Based on this interview, GaveKal seems bullish. I personally am more bearish and disagree with some of their views. I do share their positive views of Japan and Asia (but my bullishness of Asia is for the long-term--I want to see if China can manage through this crisis without a collapse of their government.)



  • Cites 3 phases to every crisis...first, asset prices decline... 2nd, banking crisis... 3rd, crooks are revealed [lol :) ]... he implies that we are in the final stage... [I think this seems a bit too simplistic for my liking]
  • Does not like the fact that strong hands seem to be absent... says that, historically the strong hands were pension funds, endowments, etc, that buy for the long term. These guys used to have a simple allocation between bonds and stocks, and when stocks decline, they sell bonds and buy more stocks. Right now, these guys are not buying. He suggest that this may be because these investors changed their asset allocation in the last decade to include hedge fund holdings, private equity holdings, commodities, and so on. These alternative assets have collapsed, require further commitment, and/or are hard to sell, so the strong hands are kind of stuck. [Interesting view]
  • Thinks Treasuries will sell off later this year as the economy picks up from central banks' easing [I don't share this view and think there is a high probability of yields staying the same or even declining, a la Japan... I don't think the economy will post strong growth (better than now but not great) and the market is unlikely to rally permanently]
  • Still sticking with the widening of select European soverign bonds... bearish on Italy and Greece... Nearly all countries collapse due to debt issued in foreign currency. Italy has debt of something like 120% of GDP and issues new debt in Euros. Italy needs to roll over debt of almost 30% of GDP and it won't be able to. Since it can't print Euros (in the past it printed liras to pay) it will turn to ECB. The ECB will do one of two things. ECB either print Euros to help Italy, in which case Euro declines... or ECB refuses and Italy faces a bust, hence the debt falls.

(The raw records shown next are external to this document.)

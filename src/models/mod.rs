pub mod cart;
pub mod message;
pub mod order;
pub mod product;
pub mod user;

pub use cart::{Cart, CartItem};
pub use message::{Message, MessageType, MessageView};
pub use order::{Order, OrderItem, OrderStatus, PaymentMethod, PaymentStatus, ShippingAddress};
pub use product::{Category, Product, Review, StockChange, StockChangeType, Unit};
pub use user::{Address, GeoPoint, Role, User, UserProfile};

use serde::Serialize;
use uuid::Uuid;

/// Every document is keyed by a UUID v4 string.
pub fn new_id() -> String {
    Uuid::new_v4().to_string()
}

/// Money is kept in f64 and rounded to cents after every computation.
pub fn round2(value: f64) -> f64 {
    (value * 100.0).round() / 100.0
}

/// Timestamps are stored as RFC 3339 strings with a fixed millisecond
/// precision so string order matches time order inside MongoDB.
pub mod timestamp {
    use chrono::{DateTime, SecondsFormat, Utc};
    use serde::{Deserialize, Deserializer, Serializer};

    pub fn format(dt: &DateTime<Utc>) -> String {
        dt.to_rfc3339_opts(SecondsFormat::Millis, true)
    }

    pub fn serialize<S: Serializer>(dt: &DateTime<Utc>, s: S) -> Result<S::Ok, S::Error> {
        s.serialize_str(&format(dt))
    }

    pub fn deserialize<'de, D: Deserializer<'de>>(d: D) -> Result<DateTime<Utc>, D::Error> {
        let raw = String::deserialize(d)?;
        DateTime::parse_from_rfc3339(&raw)
            .map(|dt| dt.with_timezone(&Utc))
            .map_err(serde::de::Error::custom)
    }

    pub mod option {
        use super::*;

        pub fn serialize<S: Serializer>(dt: &Option<DateTime<Utc>>, s: S) -> Result<S::Ok, S::Error> {
            match dt {
                Some(dt) => s.serialize_some(&format(dt)),
                None => s.serialize_none(),
            }
        }

        pub fn deserialize<'de, D: Deserializer<'de>>(d: D) -> Result<Option<DateTime<Utc>>, D::Error> {
            let raw = Option::<String>::deserialize(d)?;
            raw.map(|raw| {
                DateTime::parse_from_rfc3339(&raw)
                    .map(|dt| dt.with_timezone(&Utc))
                    .map_err(serde::de::Error::custom)
            })
            .transpose()
        }
    }
}

/// Normalised `page`/`limit` pair. Query structs carry the raw optional
/// fields themselves because serde_urlencoded cannot flatten numbers.
#[derive(Debug, Clone, Copy)]
pub struct PageQuery {
    pub page: u64,
    pub limit: u64,
}

impl PageQuery {
    pub const DEFAULT_LIMIT: u64 = 20;
    pub const MAX_LIMIT: u64 = 100;

    pub fn new(page: Option<u64>, limit: Option<u64>) -> Self {
        Self {
            page: page.filter(|p| *p > 0).unwrap_or(1),
            limit: limit
                .filter(|l| *l > 0)
                .unwrap_or(Self::DEFAULT_LIMIT)
                .min(Self::MAX_LIMIT),
        }
    }

    /// Documents to skip, saturating so absurd pages just come back empty.
    pub fn skip(&self) -> u64 {
        (self.page - 1)
            .saturating_mul(self.limit)
            .min(i64::MAX as u64)
    }
}

#[derive(Debug, Serialize)]
pub struct Page<T> {
    pub items: Vec<T>,
    pub page: u64,
    pub limit: u64,
    pub total: u64,
    pub total_pages: u64,
}

impl<T> Page<T> {
    pub fn new(items: Vec<T>, query: PageQuery, total: u64) -> Self {
        Self {
            items,
            page: query.page,
            limit: query.limit,
            total,
            total_pages: total.div_ceil(query.limit),
        }
    }

    pub fn map<U, F: FnMut(T) -> U>(self, f: F) -> Page<U> {
        Page {
            items: self.items.into_iter().map(f).collect(),
            page: self.page,
            limit: self.limit,
            total: self.total,
            total_pages: self.total_pages,
        }
    }
}
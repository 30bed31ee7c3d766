use std::sync::OnceLock;

use regex::Regex;

use crate::error::{AppError, AppResult};

fn email_regex() -> &'static Regex {
    static RE: OnceLock<Regex> = OnceLock::new();
    RE.get_or_init(|| {
        Regex::new(r"^[A-Za-z0-9._%+-]+@[A-Za-z0-9-]+(\.[A-Za-z0-9-]+)*\.[A-Za-z]{2,}$")
            .expect("email pattern is valid")
    })
}

fn phone_regex() -> &'static Regex {
    static RE: OnceLock<Regex> = OnceLock::new();
    RE.get_or_init(|| Regex::new(r"^\+?[0-9]{7,15}$").expect("phone pattern is valid"))
}

pub fn is_valid_email(email: &str) -> bool {
    email_regex().is_match(email)
}

pub fn is_valid_phone(phone: &str) -> bool {
    phone_regex().is_match(phone)
}

/// Trimmed length check on a required text field.
pub fn text(field: &str, value: &str, min: usize, max: usize) -> AppResult<()> {
    let len = value.trim().chars().count();
    if len < min {
        return Err(if min <= 1 {
            AppError::validation(format!("{} is required", field))
        } else {
            AppError::validation(format!("{} must be at least {} characters", field, min))
        });
    }
    if len > max {
        return Err(AppError::validation(format!(
            "{} must be at most {} characters",
            field, max
        )));
    }
    Ok(())
}

/// Passwords are measured as typed; surrounding spaces count.
pub fn password(field: &str, value: &str) -> AppResult<()> {
    let len = value.chars().count();
    if len < 6 {
        return Err(AppError::validation(format!(
            "{} must be at least 6 characters",
            field
        )));
    }
    if len > 128 {
        return Err(AppError::validation(format!(
            "{} must be at most 128 characters",
            field
        )));
    }
    Ok(())
}

pub fn email(value: &str) -> AppResult<()> {
    if is_valid_email(value.trim()) {
        Ok(())
    } else {
        Err(AppError::validation("Please provide a valid email"))
    }
}

pub fn phone(value: &str) -> AppResult<()> {
    if is_valid_phone(value.trim()) {
        Ok(())
    } else {
        Err(AppError::validation("Please provide a valid phone number"))
    }
}

pub fn non_negative_price(field: &str, value: f64) -> AppResult<()> {
    if value.is_finite() && value >= 0.0 {
        Ok(())
    } else {
        Err(AppError::validation(format!("{} cannot be negative", field)))
    }
}

#[cfg(test)]
mod tests {
    use super::*;

    #[test]
    fn email_shapes() {
        assert!(is_valid_email("jane.doe+shop@example.co.uk"));
        assert!(!is_valid_email("jane@"));
        assert!(!is_valid_email("not an email"));
        assert!(!is_valid_email("a@b.c"));
    }

    #[test]
    fn phone_shapes() {
        assert!(is_valid_phone("+919876543210"));
        assert!(is_valid_phone("5551234"));
        assert!(!is_valid_phone("555-1234"));
        assert!(!is_valid_phone("123"));
    }

    #[test]
    fn text_bounds() {
        assert!(text("Name", "  ", 1, 10).is_err());
        assert!(text("Name", "Ann", 1, 10).is_ok());
        assert!(text("Password", "abc", 6, 128).is_err());
        assert!(text("Name", "abcdefghijk", 1, 10).is_err());
    }

    #[test]
    fn password_keeps_surrounding_spaces() {
        assert!(password("Password", "  abcd  ").is_ok());
        assert!(password("Password", "abcd").is_err());
        assert!(password("Password", &"x".repeat(129)).is_err());
    }

    #[test]
    fn prices() {
        assert!(non_negative_price("Price", 0.0).is_ok());
        assert!(non_negative_price("Price", -0.01).is_err());
        assert!(non_negative_price("Price", f64::NAN).is_err());
    }
}
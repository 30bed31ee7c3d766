use crate::chat_server::ChatServer;
use crate::config::Config;
use crate::db::MongoDB;
use actix::Addr;
use std::sync::Arc;

#[derive(Clone)]
pub struct AppState {
    pub chat_server: Addr<ChatServer>,
    pub mongodb: Arc<MongoDB>,
    pub config: Config,
}
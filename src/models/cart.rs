use chrono::{DateTime, Utc};
use serde::{Deserialize, Serialize};

use crate::error::{AppError, AppResult};
use crate::models::{new_id, round2, timestamp, Product, Unit};

#[derive(Debug, Clone, Serialize, Deserialize)]
pub struct CartItem {
    pub product_id: String,
    pub name: String,
    pub price: f64,
    pub unit: Unit,
    pub quantity: u32,
}

/// One cart document per user, line items embedded.
#[derive(Debug, Clone, Serialize, Deserialize)]
pub struct Cart {
    #[serde(rename = "_id")]
    pub id: String,
    pub user_id: String,
    #[serde(default)]
    pub items: Vec<CartItem>,
    pub total_price: f64,
    #[serde(with = "timestamp")]
    pub updated_at: DateTime<Utc>,
}

impl Cart {
    pub fn new(user_id: &str) -> Self {
        Self {
            id: new_id(),
            user_id: user_id.to_string(),
            items: Vec::new(),
            total_price: 0.0,
            updated_at: Utc::now(),
        }
    }

    pub fn item(&self, product_id: &str) -> Option<&CartItem> {
        self.items.iter().find(|i| i.product_id == product_id)
    }

    /// Adds `quantity` of the product, merging with an existing line. The
    /// resulting line quantity is checked against the product bounds.
    pub fn add(&mut self, product: &Product, quantity: u32) -> AppResult<()> {
        if quantity == 0 {
            return Err(AppError::validation("Quantity must be at least 1"));
        }
        match self.items.iter_mut().find(|i| i.product_id == product.id) {
            Some(line) => {
                let merged = line.quantity.saturating_add(quantity);
                product.check_quantity(merged)?;
                line.quantity = merged;
                line.price = product.price;
                line.name = product.name.clone();
            }
            None => {
                product.check_quantity(quantity)?;
                self.items.push(CartItem {
                    product_id: product.id.clone(),
                    name: product.name.clone(),
                    price: product.price,
                    unit: product.unit,
                    quantity,
                });
            }
        }
        self.recompute();
        Ok(())
    }

    /// Sets the line quantity; zero removes the line.
    pub fn set_quantity(&mut self, product: &Product, quantity: u32) -> AppResult<()> {
        if quantity == 0 {
            return self.remove(&product.id);
        }
        product.check_quantity(quantity)?;
        let line = self
            .items
            .iter_mut()
            .find(|i| i.product_id == product.id)
            .ok_or_else(|| AppError::not_found("Cart item"))?;
        line.quantity = quantity;
        line.price = product.price;
        self.recompute();
        Ok(())
    }

    pub fn remove(&mut self, product_id: &str) -> AppResult<()> {
        let before = self.items.len();
        self.items.retain(|i| i.product_id != product_id);
        if self.items.len() == before {
            return Err(AppError::not_found("Cart item"));
        }
        self.recompute();
        Ok(())
    }

    pub fn clear(&mut self) {
        self.items.clear();
        self.recompute();
    }

    fn recompute(&mut self) {
        self.total_price = round2(
            self.items
                .iter()
                .map(|i| i.price * f64::from(i.quantity))
                .sum(),
        );
        self.updated_at = Utc::now();
    }
}
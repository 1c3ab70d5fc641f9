use crate::errors::BridgeError;
use crate::services::config::ApiDefinition;
use crate::services::logger::Logger;
use std::collections::HashMap;

/// Name -> definition map that remembers registration order.
#[derive(Debug)]
pub struct ApiRegistry {
    logger: Logger,
    order: Vec<String>,
    apis: HashMap<String, ApiDefinition>,
}

impl ApiRegistry {
    pub fn new(logger: Logger) -> Self {
        Self {
            logger: logger.child("registry"),
            order: Vec::new(),
            apis: HashMap::new(),
        }
    }

    pub fn from_definitions(logger: Logger, definitions: Vec<ApiDefinition>) -> Self {
        let mut registry = Self::new(logger);
        for definition in definitions {
            registry.register(definition);
        }
        registry
    }

    /// Last registration wins; an overwritten API keeps its original position.
    pub fn register(&mut self, definition: ApiDefinition) {
        let name = definition.name.clone();
        let meta = serde_json::json!({
            "api": name,
            "endpoints": definition.endpoints.len(),
        });
        if self.apis.insert(name.clone(), definition).is_some() {
            self.logger.warn("Replaced API definition", Some(&meta));
        } else {
            self.order.push(name);
            self.logger.info("Registered API", Some(&meta));
        }
    }

    pub fn lookup(&self, name: &str) -> Result<&ApiDefinition, BridgeError> {
        self.apis
            .get(name)
            .ok_or_else(|| BridgeError::api_not_found(name))
    }

    pub fn list(&self) -> impl Iterator<Item = (&str, &ApiDefinition)> + '_ {
        self.order
            .iter()
            .filter_map(|name| self.apis.get(name).map(|def| (name.as_str(), def)))
    }

    pub fn len(&self) -> usize {
        self.order.len()
    }

    pub fn is_empty(&self) -> bool {
        self.order.is_empty()
    }
}
pub mod app;
pub mod constants;
pub mod errors;
pub mod managers;
pub mod mcp;
pub mod services;
pub mod utils;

  • Thinks US consumer will recover due to a number of stimuli, including hundreads of billions in govt spending, hundreads of billions saved from oil price declines, etc.
  • Best currencies to own over the next 5 years are the Asian currencies [I am not sold on this right now. Difficult to make an intermediate or long term call but I still prefer the US$ or Yen for the forseeable future]
  • At worst, recommends being neutral... but recommends overweight equities...
  • Bullish on China... [I think this is a risky move. I personally am very concerned about China, and actually think there is a high chance of it imploding. Louis-Vincent Gave, as well as the market, seems to ignore the massive overcapacity in manufacturing and the likely bad loans in the banking system]
  • Bullish on US stocks [similar views as me]
  • Bullish on Asia in general
  • Bullish on Japanese stocks... prices back to 1982 level... very attractive... for example, cites the case of 500 companies with positive cash flow trading below cash on books... [my concern, as I have repeated many times, is that Japan is not shareholder-friendly. Companies are not run for shareholders and hence can trade at depressed valuations for a long time. Having said this, if global investors feel that USA is a mess and they want to shift money elsewhere, I can see them putting more into Japan]
  • Bearish on Europe... valuations attractive but doesn't like the lack of government policies to tackle the crisis
  • Thinks USA and Asia have attractive valuations and undervalued currencies... a nice double combo...
  • Bearish on government bonds... corporate bonds somewhat attractive
  • Overall, he expects a tepid first half with a strong second half... [this is very close to the consensus. The Street has a somewhat similar view with many calling for a strong rally in the 2nd half.]